Starting with the first line of the records, write out each line exactly until you have included the line containing "else | PlayerTurn |".

#### [Dataset entries]
┏━━

//! The turn phase state machine.
//!
//! `Engine` owns the board, the current phase, and everything needed to
//! run the enemy phase without player input. All input goes through
//! [`Engine::dispatch`], a single transition function keyed by
//! `(phase, input)`:
//!
//! | Phase | Input | Next |
//! |---|---|---|
//! | PlayerPhaseBanner | banner dismissed | PlayerTurn |
//! | PlayerTurn | ready player unit | UnitSelected |
//! | PlayerTurn | anything else | PlayerTurn |
//! | UnitSelected | moveable / attackable tile | UnitAnimation |
//! | UnitSelected | other tile | PlayerTurn |
//! | UnitAnimation | completion | PlayerTurn, or EnemyPhaseBanner once every player unit has acted |
//! | EnemyPhaseBanner | banner dismissed | EnemyTurn → EnemyUnitAnimation |
//! | EnemyUnitAnimation | completion | next EnemyUnitAnimation, or PlayerPhaseBanner |
//!
//! Tile activations in any other phase are ignored. Banner dismissals and
//! animation completions in the wrong phase are caller bugs and panic.

use std::collections::VecDeque;
use std::time::Duration;

use im::Vector;
use tracing::{debug, info, instrument};

use super::animation::{Animation, Step};
use super::state::{AnimationTicket, Input, Pending, Phase};
use crate::board::Board;
use crate::core::{Alignment, EngineConfig, GameRng, MoveKind, MoveRecord, Tile, UnitId};
use crate::policy::{CaptureFirst, EnemyPolicy};
use crate::render::RenderState;
use crate::rules::{check_victory, evaluate_capture, exit_through_goal, GameResult};

/// Turn-based tactics rules engine.
#[derive(Debug)]
pub struct Engine {
    board: Board,
    phase: Phase,
    policy: Box<dyn EnemyPolicy>,
    rng: GameRng,
    config: EngineConfig,
    turn: u32,
    outcome: Option<GameResult>,
    history: Vector<MoveRecord>,
    next_ticket: u64,
}

impl Engine {
    /// Create an engine with the default enemy policy.
    #[must_use]
    pub fn new(board: Board, config: EngineConfig) -> Self {
        Self::with_policy(board, config, Box::new(CaptureFirst))
    }

    /// Create an engine with a custom enemy policy.
    #[must_use]
    pub fn with_policy(board: Board, config: EngineConfig, policy: Box<dyn EnemyPolicy>) -> Self {
        Self {
            board,
            phase: Phase::PlayerPhaseBanner,
            policy,
            rng: GameRng::new(config.seed),
            config,
            turn: 1,
            outcome: None,
            history: Vector::new(),
            next_ticket: 0,
        }
    }

    // === Entry points ===

    /// A tile was activated by the player.
    pub fn on_tile_activated(&mut self, tile: impl Into<Tile>) -> Step {
        self.dispatch(Input::TileActivated(tile.into()))
    }

    /// A phase banner was dismissed.
    pub fn on_banner_dismissed(&mut self) -> Step {
        self.dispatch(Input::BannerDismissed)
    }

    /// The animation identified by `ticket` finished with its unit at `at`.
    pub fn on_animation_complete(&mut self, ticket: AnimationTicket, at: impl Into<Tile>) -> Step {
        self.dispatch(Input::AnimationComplete {
            ticket,
            at: at.into(),
        })
    }

    /// Feed one input through the transition table.
    ///
    /// Once the match is decided every input is ignored.
    #[instrument(skip(self), fields(phase = %self.phase.kind(), turn = self.turn))]
    pub fn dispatch(&mut self, input: Input) -> Step {
        if let Some(outcome) = self.outcome {
            debug!(?outcome, "match decided, input ignored");
            return self.step(None);
        }

        // Every arm below installs the next phase.
        let phase = std::mem::replace(&mut self.phase, Phase::PlayerTurn);
        match (phase, input) {
            (Phase::PlayerPhaseBanner, Input::BannerDismissed) => self.begin_player_turn(),
            (Phase::EnemyPhaseBanner, Input::BannerDismissed) => self.begin_enemy_turn(),
            (phase, Input::BannerDismissed) => {
                panic!("Banner dismissed during {}", phase.kind())
            }

            (Phase::PlayerTurn, Input::TileActivated(tile)) => self.pick_unit(tile),
            (Phase::UnitSelected, Input::TileActivated(tile)) => self.pick_destination(tile),
            (phase, Input::TileActivated(tile)) => {
                debug!(%tile, phase = %phase.kind(), "tile ignored outside player input phases");
                self.phase = phase;
                self.step(None)
            }

            (Phase::UnitAnimation { pending }, Input::AnimationComplete { ticket, at }) => {
                pending.confirm(ticket, at);
                self.finish_player_action(pending)
            }
            (Phase::EnemyUnitAnimation { pending, queue }, Input::AnimationComplete { ticket, at }) => {
                pending.confirm(ticket, at);
                self.finish_enemy_action(pending, queue)
            }
            (phase, Input::AnimationComplete { ticket, .. }) => {
                panic!("Animation {ticket} completed during {}", phase.kind())
            }
        }
    }

    // === Player phase ===

    fn begin_player_turn(&mut self) -> Step {
        debug!(turn = self.turn, "player turn begins");
        self.phase = Phase::PlayerTurn;
        // nobody left to act: the side has already won
        if check_victory(&self.board) {
            self.decide(GameResult::Victory);
        }
        self.step(None)
    }

    fn pick_unit(&mut self, tile: Tile) -> Step {
        let selectable = self
            .board
            .occupant(tile)
            .is_some_and(|u| u.alignment == Alignment::Player && u.is_ready());

        if selectable {
            self.board.select(tile);
            self.phase = Phase::UnitSelected;
        } else {
            self.phase = Phase::PlayerTurn;
        }
        self.step(None)
    }

    fn pick_destination(&mut self, tile: Tile) -> Step {
        let Some(selection) = self.board.selection().cloned() else {
            panic!("UnitSelected phase without an active selection");
        };

        let kind = if selection.reach.can_attack(tile) {
            MoveKind::Attack
        } else if selection.reach.can_move_to(tile) {
            MoveKind::Move
        } else {
            debug!(%tile, "illegal destination, selection cleared");
            self.board.deselect();
            self.phase = Phase::PlayerTurn;
            return self.step(None);
        };

        let (pending, animation) = self.commit(selection.unit, selection.origin, tile, kind);
        self.phase = Phase::UnitAnimation { pending };
        self.step(Some(animation))
    }

    fn finish_player_action(&mut self, pending: Pending) -> Step {
        self.board.mark_moved(pending.unit);

        if let Some(outcome) = exit_through_goal(&mut self.board, pending.unit) {
            self.decide(outcome);
            self.phase = Phase::PlayerTurn;
            return self.step(None);
        }

        if self.board.all_units_moved(Alignment::Player) {
            self.board.reset_already_moved(Alignment::Player);
            debug!("every player unit has acted");
            self.phase = Phase::EnemyPhaseBanner;
        } else {
            self.phase = Phase::PlayerTurn;
        }
        self.step(None)
    }

    // === Enemy phase ===

    fn begin_enemy_turn(&mut self) -> Step {
        let queue: VecDeque<UnitId> = self.board.units_of(Alignment::Enemy).into();
        debug!(enemies = queue.len(), "enemy turn begins");
        self.advance_enemies(queue)
    }

    /// Act with the next enemy still on the board, or end the enemy turn.
    fn advance_enemies(&mut self, mut queue: VecDeque<UnitId>) -> Step {
        self.phase = Phase::EnemyTurn {
            queue: queue.clone(),
        };

        while let Some(unit) = queue.pop_front() {
            let Some(origin) = self.board.find_unit(unit) else {
                debug!(%unit, "enemy left the board mid-sequence, skipped");
                continue;
            };

            let reach = self.board.select(origin).reach.clone();
            let target = self.policy.choose_target(&self.board, &mut self.rng);
            self.board.deselect();

            let kind = if reach.can_attack(target) {
                MoveKind::Attack
            } else if reach.can_move_to(target) {
                MoveKind::Move
            } else {
                panic!("Enemy policy chose {target}, outside the reach of {unit}");
            };

            let (pending, animation) = self.commit(unit, origin, target, kind);
            self.phase = Phase::EnemyUnitAnimation { pending, queue };
            return self.step(Some(animation));
        }

        self.board.reset_already_moved(Alignment::Enemy);
        self.turn += 1;
        debug!(turn = self.turn, "enemy turn complete");
        self.phase = Phase::PlayerPhaseBanner;
        self.step(None)
    }

    fn finish_enemy_action(&mut self, pending: Pending, queue: VecDeque<UnitId>) -> Step {
        self.board.mark_moved(pending.unit);
        self.advance_enemies(queue)
    }

    // === Shared ===

    /// Apply an action to the board and issue its animation request.
    fn commit(&mut self, unit: UnitId, from: Tile, to: Tile, kind: MoveKind) -> (Pending, Animation) {
        let Some(alignment) = self.board.unit(unit).map(|u| u.alignment) else {
            panic!("Cannot commit an action for {unit}: not on the board");
        };

        self.board.deselect();
        let captured_id = self.board.occupant_id(to).filter(|&d| d != unit);
        let captured = self.board.move_unit(unit, to);

        self.history.push_back(MoveRecord {
            turn: self.turn,
            alignment,
            unit,
            from,
            to,
            kind,
            captured: captured_id,
        });

        if let Some(outcome) = captured.as_ref().and_then(evaluate_capture) {
            self.decide(outcome);
        }

        let ticket = AnimationTicket(self.next_ticket);
        self.next_ticket += 1;

        let pause_after = match alignment {
            Alignment::Player => Duration::ZERO,
            Alignment::Enemy => self.config.enemy_pause(),
        };

        debug!(%unit, %from, %to, ?kind, %ticket, "action committed");
        (
            Pending { ticket, unit, to },
            Animation {
                ticket,
                unit,
                from,
                to,
                kind,
                captured: captured_id,
                pause_after,
            },
        )
    }

    fn decide(&mut self, outcome: GameResult) {
        info!(?outcome, turn = self.turn, "match decided");
        self.outcome = Some(outcome);
    }

    fn step(&self, animation: Option<Animation>) -> Step {
        Step {
            phase: self.phase.kind(),
            animation,
            outcome: self.outcome,
        }
    }

    // === Queries ===

    /// The board.
    #[must_use]
    pub fn board(&self) -> &Board {
        &self.board
    }

    /// The live phase.
    #[must_use]
    pub fn phase(&self) -> &Phase {
        &self.phase
    }

    /// Completed enemy phases plus one.
    #[must_use]
    pub fn turn(&self) -> u32 {
        self.turn
    }

    /// The match outcome, once decided.
    #[must_use]
    pub fn outcome(&self) -> Option<GameResult> {
        self.outcome
    }

    /// Every action committed so far, oldest first.
    #[must_use]
    pub fn history(&self) -> &Vector<MoveRecord> {
        &self.history
    }

    /// The configuration the engine was built with.
    #[must_use]
    pub fn config(&self) -> &EngineConfig {
        &self.config
    }

    /// Read-only snapshot for redrawing.
    #[must_use]
    pub fn render_state(&self) -> RenderState {
        RenderState::capture(&self.board, self.phase.kind(), self.turn, self.outcome)
    }
}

┗━━

#### [Response below]
//! The turn phase state machine.
//!
//! `Engine` owns the board, the current phase, and everything needed to
//! run the enemy phase without player input. All input goes through
//! [`Engine::dispatch`], a single transition function keyed by
//! `(phase, input)`:
//!
//! | Phase | Input | Next |
//! |---|---|---|
//! | PlayerPhaseBanner | banner dismissed | PlayerTurn |
//! | PlayerTurn | ready player unit | UnitSelected |
//! | PlayerTurn | anything else | PlayerTurn |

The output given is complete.